Assignment >> Across these entries, count the lines holding the string "Some"; the number is the whole answer.

Recorded information >>
____________
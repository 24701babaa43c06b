//! Declared proxy backends.
//!
//! Outbound proxying may only target a backend declared at startup. A url
//! that no backend covers is a hard error; there is no unrestricted fetch.

use edge_core::BackendSpec;
use indexmap::IndexMap;
use url::{Position, Url};

/// Result type for backend resolution.
pub type BackendResult<T> = Result<T, BackendError>;

/// Errors from backend resolution.
#[derive(Debug, Clone, thiserror::Error, PartialEq, Eq)]
pub enum BackendError {
    #[error("Backend not found for '{0}'")]
    NotDeclared(String),

    #[error("invalid URL: {0}")]
    InvalidUrl(String),
}

/// Resolved backend for a proxied url.
#[derive(Debug, Clone, PartialEq, Eq)]
pub struct BackendInfo {
    /// Backend name as declared.
    pub name: String,
    /// Declared url, normalized with a trailing `/`.
    pub url: String,
    /// Path and query to request on the backend, starting with `/`.
    pub target: String,
}

/// Backends in declaration order.
#[derive(Debug, Clone, Default)]
pub struct BackendRegistry {
    backends: IndexMap<String, String>,
}

impl BackendRegistry {
    pub fn new() -> Self {
        Self::default()
    }

    /// Build from configured backend declarations.
    pub fn from_config(backends: &IndexMap<String, BackendSpec>) -> Self {
        backends
            .iter()
            .fold(Self::new(), |registry, (name, spec)| {
                registry.declare(name.as_str(), spec.url())
            })
    }

    /// Declare a backend by name and base url.
    pub fn declare(mut self, name: impl Into<String>, url: impl Into<String>) -> Self {
        let mut url = url.into();
        if !url.ends_with('/') {
            url.push('/');
        }
        self.backends.insert(name.into(), url);
        self
    }

    pub fn is_empty(&self) -> bool {
        self.backends.is_empty()
    }

    pub fn len(&self) -> usize {
        self.backends.len()
    }

    /// Find the backend covering `target_url`.
    ///
    /// When the url has no explicit port, the form with the scheme's default
    /// port is tried first, then the url as given.
    pub fn resolve(&self, target_url: &str) -> BackendResult<BackendInfo> {
        let parsed = Url::parse(target_url)
            .map_err(|e| BackendError::InvalidUrl(format!("{target_url}: {e}")))?;

        if parsed.port().is_none() {
            if let Some(with_port) = with_default_port(&parsed) {
                if let Some(info) = self.find(&with_port) {
                    return Ok(info);
                }
            }
        }

        self.find(target_url)
            .ok_or_else(|| BackendError::NotDeclared(target_url.to_string()))
    }

    fn find(&self, url: &str) -> Option<BackendInfo> {
        self.backends.iter().find_map(|(name, base)| {
            url.strip_prefix(base.as_str()).map(|rest| BackendInfo {
                name: name.clone(),
                url: base.clone(),
                target: format!("/{rest}"),
            })
        })
    }
}

/// Render `url` with the scheme's default port written out.
fn with_default_port(url: &Url) -> Option<String> {
    let port = match url.scheme() {
        "https" => 443,
        _ => 80,
    };
    let host = url.host_str()?;
    let userinfo = &url[Position::BeforeUsername..Position::BeforeHost];
    Some(format!(
        "{}://{}{}:{}{}",
        url.scheme(),
        userinfo,
        host,
        port,
        &url[Position::BeforePath..]
    ))
}
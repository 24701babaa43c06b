//! Deployment configuration.

use indexmap::IndexMap;
use serde::{Deserialize, Serialize};

/// Configuration loading and validation errors.
#[derive(Debug, Clone, thiserror::Error, PartialEq, Eq)]
pub enum ConfigError {
    #[error("Unsupported config format: {0}")]
    UnsupportedFormat(String),
    #[error("Failed to parse {name}: {message}")]
    Parse { name: String, message: String },
    #[error("Invalid config: {0}")]
    Invalid(String),
}

/// Build output flavour.
#[derive(Debug, Clone, Copy, Default, PartialEq, Eq, Serialize, Deserialize)]
#[serde(rename_all = "lowercase")]
pub enum Target {
    #[default]
    Server,
    Serverless,
}

/// A declared proxy backend: either a bare url or `{ url }`.
#[derive(Debug, Clone, PartialEq, Eq, Serialize, Deserialize)]
#[serde(untagged)]
pub enum BackendSpec {
    Url(String),
    Object { url: String },
}

impl BackendSpec {
    pub fn url(&self) -> &str {
        match self {
            BackendSpec::Url(url) => url,
            BackendSpec::Object { url } => url,
        }
    }
}

/// Locale served by default on a specific domain.
#[derive(Debug, Clone, PartialEq, Eq, Serialize, Deserialize)]
#[serde(rename_all = "camelCase")]
pub struct DomainLocale {
    pub domain: String,
    pub default_locale: String,
    #[serde(default)]
    pub locales: Vec<String>,
    #[serde(default)]
    pub http: bool,
}

/// Internationalised routing.
#[derive(Debug, Clone, PartialEq, Eq, Serialize, Deserialize)]
#[serde(rename_all = "camelCase")]
pub struct I18nConfig {
    pub locales: Vec<String>,
    pub default_locale: String,
    #[serde(default)]
    pub domains: Vec<DomainLocale>,
    #[serde(default = "default_true")]
    pub locale_detection: bool,
}

#[derive(Debug, Clone, Default, PartialEq, Eq, Serialize, Deserialize)]
#[serde(rename_all = "camelCase", default)]
pub struct ExperimentalConfig {
    /// Serve pages from the `app` directory.
    pub app_dir: bool,
    pub server_components: bool,
}

/// Limits applied to proxied requests.
#[derive(Debug, Clone, PartialEq, Eq, Serialize, Deserialize)]
#[serde(rename_all = "camelCase", default)]
pub struct ProxyConfig {
    pub max_body_bytes: usize,
    pub timeout_ms: u64,
}

impl Default for ProxyConfig {
    fn default() -> Self {
        Self {
            max_body_bytes: 10 * 1024 * 1024,
            timeout_ms: 30_000,
        }
    }
}

/// Configuration for one server instance.
#[derive(Debug, Clone, PartialEq, Eq, Serialize, Deserialize)]
#[serde(rename_all = "camelCase", default)]
pub struct ServerConfig {
    /// Build root all virtual paths are relative to.
    pub dir: String,
    /// Build output directory, relative to `dir`.
    pub dist_dir: String,
    pub base_path: String,
    pub trailing_slash: bool,
    pub compress: bool,
    pub generate_etags: bool,
    pub powered_by_header: bool,
    pub minimal_mode: bool,
    pub use_file_system_public_routes: bool,
    pub target: Target,
    pub i18n: Option<I18nConfig>,
    pub experimental: ExperimentalConfig,
    pub backends: IndexMap<String, BackendSpec>,
    pub proxy: ProxyConfig,
    pub render_timeout_ms: Option<u64>,
}

impl Default for ServerConfig {
    fn default() -> Self {
        Self {
            dir: "/".to_string(),
            dist_dir: ".next".to_string(),
            base_path: String::new(),
            trailing_slash: false,
            compress: true,
            generate_etags: true,
            powered_by_header: true,
            minimal_mode: false,
            use_file_system_public_routes: true,
            target: Target::Server,
            i18n: None,
            experimental: ExperimentalConfig::default(),
            backends: IndexMap::new(),
            proxy: ProxyConfig::default(),
            render_timeout_ms: None,
        }
    }
}

fn default_true() -> bool {
    true
}

impl ServerConfig {
    /// Parse a config document. The format is picked from the file
    /// extension of `name` (`.toml` or `.json`).
    pub fn load_str(name: &str, text: &str) -> Result<Self, ConfigError> {
        let parse_err = |message: String| ConfigError::Parse {
            name: name.to_string(),
            message,
        };
        let config: Self = if name.ends_with(".toml") {
            toml::from_str(text).map_err(|e| parse_err(e.to_string()))?
        } else if name.ends_with(".json") {
            serde_json::from_str(text).map_err(|e| parse_err(e.to_string()))?
        } else {
            return Err(ConfigError::UnsupportedFormat(name.to_string()));
        };
        config.validate()?;
        Ok(config)
    }

    /// Check cross-field constraints.
    pub fn validate(&self) -> Result<(), ConfigError> {
        if !self.dir.starts_with('/') {
            return Err(ConfigError::Invalid(format!(
                "dir must be absolute, got {:?}",
                self.dir
            )));
        }
        if self.dist_dir.is_empty() {
            return Err(ConfigError::Invalid("distDir must not be empty".into()));
        }
        if !self.base_path.is_empty()
            && (!self.base_path.starts_with('/') || self.base_path.ends_with('/'))
        {
            return Err(ConfigError::Invalid(format!(
                "basePath must start with / and not end with /, got {:?}",
                self.base_path
            )));
        }
        if let Some(i18n) = &self.i18n {
            if i18n.locales.is_empty() {
                return Err(ConfigError::Invalid("i18n.locales must not be empty".into()));
            }
            if !i18n.locales.contains(&i18n.default_locale) {
                return Err(ConfigError::Invalid(format!(
                    "i18n.defaultLocale {:?} is not in i18n.locales",
                    i18n.default_locale
                )));
            }
        }
        for (name, backend) in &self.backends {
            let parsed = url::Url::parse(backend.url()).map_err(|e| {
                ConfigError::Invalid(format!("backend {name:?} has an invalid url: {e}"))
            })?;
            if !matches!(parsed.scheme(), "http" | "https") {
                return Err(ConfigError::Invalid(format!(
                    "backend {name:?} must use http or https"
                )));
            }
        }
        if self.proxy.max_body_bytes == 0 {
            return Err(ConfigError::Invalid("proxy.maxBodyBytes must be positive".into()));
        }
        Ok(())
    }

    /// Name of the server output directory for the configured target.
    pub fn server_dir(&self) -> &'static str {
        match self.target {
            Target::Server => "server",
            Target::Serverless => "serverless",
        }
    }

    /// Absolute virtual path of the build output directory.
    pub fn dist_path(&self) -> String {
        join_paths(&self.dir, &self.dist_dir)
    }

    pub fn locales(&self) -> &[String] {
        self.i18n.as_ref().map(|i| i.locales.as_slice()).unwrap_or(&[])
    }
}

/// Join two POSIX path fragments with exactly one separator.
pub fn join_paths(base: &str, rel: &str) -> String {
    let base = base.trim_end_matches('/');
    let rel = rel.trim_start_matches('/');
    if rel.is_empty() {
        if base.is_empty() {
            "/".to_string()
        } else {
            base.to_string()
        }
    } else {
        format!("{base}/{rel}")
    }
}

#[cfg(test)]
mod tests {
    use super::*;

    #[test]
    fn test_defaults() {
        let config = ServerConfig::default();
        assert!(config.compress);
        assert!(config.generate_etags);
        assert_eq!(config.proxy.max_body_bytes, 10 * 1024 * 1024);
        assert_eq!(config.dist_path(), "/.next");
        assert_eq!(config.server_dir(), "server");
        assert!(config.validate().is_ok());
    }

    #[test]
    fn test_load_toml() {
        let text = r#"
            basePath = "/docs"
            trailingSlash = true

            [i18n]
            locales = ["en", "fr"]
            defaultLocale = "en"

            [backends]
            httpbin = "https://httpbin.org/anything/"
            api = { url = "https://api.example.com" }
        "#;
        let config = ServerConfig::load_str("server.toml", text).unwrap();
        assert_eq!(config.base_path, "/docs");
        assert!(config.trailing_slash);
        assert_eq!(config.locales(), &["en".to_string(), "fr".to_string()]);
        assert_eq!(config.backends["httpbin"].url(), "https://httpbin.org/anything/");
        assert_eq!(config.backends["api"].url(), "https://api.example.com");
        let names: Vec<_> = config.backends.keys().collect();
        assert_eq!(names, vec!["httpbin", "api"]);
    }

    #[test]
    fn test_load_json() {
        let config =
            ServerConfig::load_str(
                "server.json",
                r#"{"minimalMode": true, "target": "serverless"}"#,
            )
                .unwrap();
        assert!(config.minimal_mode);
        assert_eq!(config.server_dir(), "serverless");
    }

    #[test]
    fn test_unsupported_format() {
        assert!(matches!(
            ServerConfig::load_str("server.yaml", ""),
            Err(ConfigError::UnsupportedFormat(_))
        ));
    }

    #[test]
    fn test_rejects_bad_default_locale() {
        let text = r#"{"i18n": {"locales": ["en"], "defaultLocale": "de"}}"#;
        assert!(matches!(
            ServerConfig::load_str("c.json", text),
            Err(ConfigError::Invalid(_))
        ));
    }

    #[test]
    fn test_rejects_bad_base_path() {
        let config = ServerConfig {
            base_path: "docs/".into(),
            ..Default::default()
        };
        assert!(config.validate().is_err());
    }

    #[test]
    fn test_join_paths() {
        assert_eq!(join_paths("/", ".next"), "/.next");
        assert_eq!(join_paths("/app/", "/static"), "/app/static");
        assert_eq!(join_paths("/", ""), "/");
    }
}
____________
Answer space >> 4